Por supuesto, nada de esto fue una sorpresa. Yo sabía que podía ser descubierto antes de asegurar mi libertad, y ya había estado meditando un plan. Así pues, me arriesgué a contactar con Elias y me reuní con él en un café. No le gustó precisamente lo que le pedí, pero finalmente accedió, como yo imaginaba.
Una vez resuelto esto, me puse en contacto con aquellos que debían conocer mi plan. Luego cogí las cartas que Grace me había traído, las que Dogmill había dirigido a personas que habían pasado un tiempo en Jamaica, y escribí la respuesta que mejor servía a mis propósitos.
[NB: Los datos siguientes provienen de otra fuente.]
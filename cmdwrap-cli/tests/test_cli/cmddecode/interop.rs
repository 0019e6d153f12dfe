use crate::add_test;
use crate::common::{Fixture, QUOTED_COMMAND};

// Every encoding round-trips through cmdwrap and cmddecode
add_test!(reverses_cmdwrap, async {
    let mut fixture = Fixture::new();

    for encoding in ["none", "url", "base64", "double_url"] {
        let encoded = fixture
            .run_cargo("cmdwrap", &["-t", "powershell", "-e", encoding, QUOTED_COMMAND])
            .await;
        assert!(encoded.status.success(), "{encoding}: {}", encoded.stderr);

        let decoded = fixture
            .run_cargo_with_stdin("cmddecode", &["-e", encoding], &encoded.stdout)
            .await;
        assert!(decoded.status.success(), "{encoding}: {}", decoded.stderr);
        assert_eq!(
            decoded.line(),
            "powershell -Command \"echo `\"quoted `$((1+2))`\"\"",
            "{encoding}"
        );
    }
});

// Matches 'cmdwrap --decode'
add_test!(same_as_cmdwrap_decode, async {
    let mut fixture = Fixture::new();

    let via_cmddecode = fixture.run_cargo("cmddecode", &["-e", "url", "a%20b%2Bc"]).await;
    let via_cmdwrap = fixture
        .run_cargo("cmdwrap", &["-d", "-e", "url", "a%20b%2Bc"])
        .await;
    assert!(via_cmddecode.status.success(), "{}", via_cmddecode.stderr);
    assert_eq!(via_cmddecode.stdout, via_cmdwrap.stdout);
    assert_eq!(via_cmddecode.line(), "a b+c");
});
Aunque de forma pasiva, Grace era fundamental para mis planes, y me reuní con ella en una chocolatería para explicárselo todo. Hasta el momento había demostrado ser una ardiente defensora de mi causa, pero yo iba a actuar en contra de su hermano, y no podía esperar que cooperara sin más.
Grace llegó antes que yo a la chocolatería de Charles Street, radiante con su vestido de color rojo vino y su corsé color marfil. Los otros hombres -y ciertamente también las mujeres- la miraban abiertamente mientras ella bebía su tazón de chocolate.
– Lo siento si me he retrasado -dije.
– Oh, no; simplemente me apetecía tomarme un chocolate.
– Muchas damas vacilarían antes de tomar un chocolate solas en un lugar público.
Ella se encogió de hombros.
– Soy hermana de Dennis Dogmill, y hago lo que quiero.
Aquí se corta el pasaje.